§ What to produce
Using the string "found" as the key, pull each matching line out of the records below.
■ ■ ■ ■ ■ ■ ■
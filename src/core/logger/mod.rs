//! Logging functionality for ragwatch
//!
//! This module provides the append-only event stream read by presentation
//! layers and the optional JSON-lines file sink that mirrors it.

mod event_log;
mod sink;

pub use event_log::EventLog;
pub use sink::{EventSink, SinkRecord};
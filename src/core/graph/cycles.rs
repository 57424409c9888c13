//! Elementary cycle enumeration (Johnson's algorithm)
//!
//! Works on a dense integer graph given as sorted adjacency lists. For every
//! start vertex `s`, in increasing order, the strongly connected component
//! containing the least vertex of the subgraph induced by `s..n` is searched
//! for circuits through that vertex. Blocking keeps the search from revisiting
//! dead ends, which bounds the cost at O((V + E)(C + 1)).

/// Enumerate every elementary cycle of `adjacency`
///
/// Each cycle is listed starting from its smallest vertex, without repeating
/// it at the end.
pub(crate) fn elementary_cycles(adjacency: &[Vec<usize>]) -> Vec<Vec<usize>> {
    let n = adjacency.len();
    let mut cycles = Vec::new();
    let mut search = CircuitSearch {
        adjacency,
        blocked: vec![false; n],
        blocked_by: vec![Vec::new(); n],
        in_component: vec![false; n],
        path: Vec::new(),
    };

    let mut start = 0;
    while start < n {
        let Some(component) = least_cyclic_component(adjacency, start) else {
            break;
        };
        let Some(&root) = component.iter().min() else {
            break;
        };

        for &v in &component {
            search.in_component[v] = true;
            search.blocked[v] = false;
            search.blocked_by[v].clear();
        }
        search.circuit(root, root, &mut cycles);
        for &v in &component {
            search.in_component[v] = false;
        }

        start = root + 1;
    }

    cycles
}

struct CircuitSearch<'a> {
    adjacency: &'a [Vec<usize>],
    blocked: Vec<bool>,
    blocked_by: Vec<Vec<usize>>,
    in_component: Vec<bool>,
    path: Vec<usize>,
}

impl CircuitSearch<'_> {
    fn circuit(&mut self, v: usize, root: usize, cycles: &mut Vec<Vec<usize>>) -> bool {
        let adjacency = self.adjacency;
        let mut found = false;
        self.path.push(v);
        self.blocked[v] = true;

        for &w in &adjacency[v] {
            if !self.in_component[w] {
                continue;
            }
            if w == root {
                cycles.push(self.path.clone());
                found = true;
            } else if !self.blocked[w] && self.circuit(w, root, cycles) {
                found = true;
            }
        }

        if found {
            self.unblock(v);
        } else {
            for &w in &adjacency[v] {
                if self.in_component[w] && !self.blocked_by[w].contains(&v) {
                    self.blocked_by[w].push(v);
                }
            }
        }

        self.path.pop();
        found
    }

    fn unblock(&mut self, u: usize) {
        self.blocked[u] = false;
        let waiting = std::mem::take(&mut self.blocked_by[u]);
        for w in waiting {
            if self.blocked[w] {
                self.unblock(w);
            }
        }
    }
}

/// Strongly connected component, among vertices `>= start`, that contains a
/// cycle and has the smallest least vertex
fn least_cyclic_component(adjacency: &[Vec<usize>], start: usize) -> Option<Vec<usize>> {
    let n = adjacency.len();
    let mut tarjan = Tarjan {
        adjacency,
        start,
        index: vec![None; n],
        low: vec![0; n],
        on_stack: vec![false; n],
        stack: Vec::new(),
        next: 0,
        components: Vec::new(),
    };
    for v in start..n {
        if tarjan.index[v].is_none() {
            tarjan.visit(v);
        }
    }

    tarjan
        .components
        .into_iter()
        .filter(|c| c.len() > 1 || adjacency[c[0]].contains(&c[0]))
        .min_by_key(|c| c.iter().copied().min().unwrap_or(usize::MAX))
}

struct Tarjan<'a> {
    adjacency: &'a [Vec<usize>],
    start: usize,
    index: Vec<Option<usize>>,
    low: Vec<usize>,
    on_stack: Vec<bool>,
    stack: Vec<usize>,
    next: usize,
    components: Vec<Vec<usize>>,
}

impl Tarjan<'_> {
    fn visit(&mut self, v: usize) {
        let adjacency = self.adjacency;
        self.index[v] = Some(self.next);
        self.low[v] = self.next;
        self.next += 1;
        self.stack.push(v);
        self.on_stack[v] = true;

        for &w in &adjacency[v] {
            if w < self.start {
                continue;
            }
            match self.index[w] {
                None => {
                    self.visit(w);
                    self.low[v] = self.low[v].min(self.low[w]);
                }
                Some(iw) if self.on_stack[w] => {
                    self.low[v] = self.low[v].min(iw);
                }
                Some(_) => {}
            }
        }

        if self.index[v] == Some(self.low[v]) {
            let mut component = Vec::new();
            while let Some(w) = self.stack.pop() {
                self.on_stack[w] = false;
                component.push(w);
                if w == v {
                    break;
                }
            }
            self.components.push(component);
        }
    }
}

#[cfg(test)]
mod tests {
    use super::*;

    #[test]
    fn test_triangle() {
        let adjacency = vec![vec![1], vec![2], vec![0]];
        assert_eq!(elementary_cycles(&adjacency), vec![vec![0, 1, 2]]);
    }

    #[test]
    fn test_self_loop() {
        let adjacency = vec![vec![0, 1], vec![]];
        assert_eq!(elementary_cycles(&adjacency), vec![vec![0]]);
    }

    #[test]
    fn test_acyclic() {
        let adjacency = vec![vec![1, 2], vec![2], vec![]];
        assert!(elementary_cycles(&adjacency).is_empty());
    }

    #[test]
    fn test_complete_graph_on_three_vertices() {
        // K3 with both directions on every pair: 3 two-cycles and 2 three-cycles
        let adjacency = vec![vec![1, 2], vec![0, 2], vec![0, 1]];
        let cycles = elementary_cycles(&adjacency);
        assert_eq!(cycles.len(), 5);
        assert!(cycles.contains(&vec![0, 1]));
        assert!(cycles.contains(&vec![0, 2]));
        assert!(cycles.contains(&vec![1, 2]));
        assert!(cycles.contains(&vec![0, 1, 2]));
        assert!(cycles.contains(&vec![0, 2, 1]));
    }

    #[test]
    fn test_disjoint_components() {
        let adjacency = vec![vec![1], vec![0], vec![3], vec![2]];
        assert_eq!(elementary_cycles(&adjacency), vec![vec![0, 1], vec![2, 3]]);
    }
}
■ ■ ■ ■ ■ ■ ■
§ Result of the task
        let mut found = false;
                found = true;
                found = true;
        if found {
        found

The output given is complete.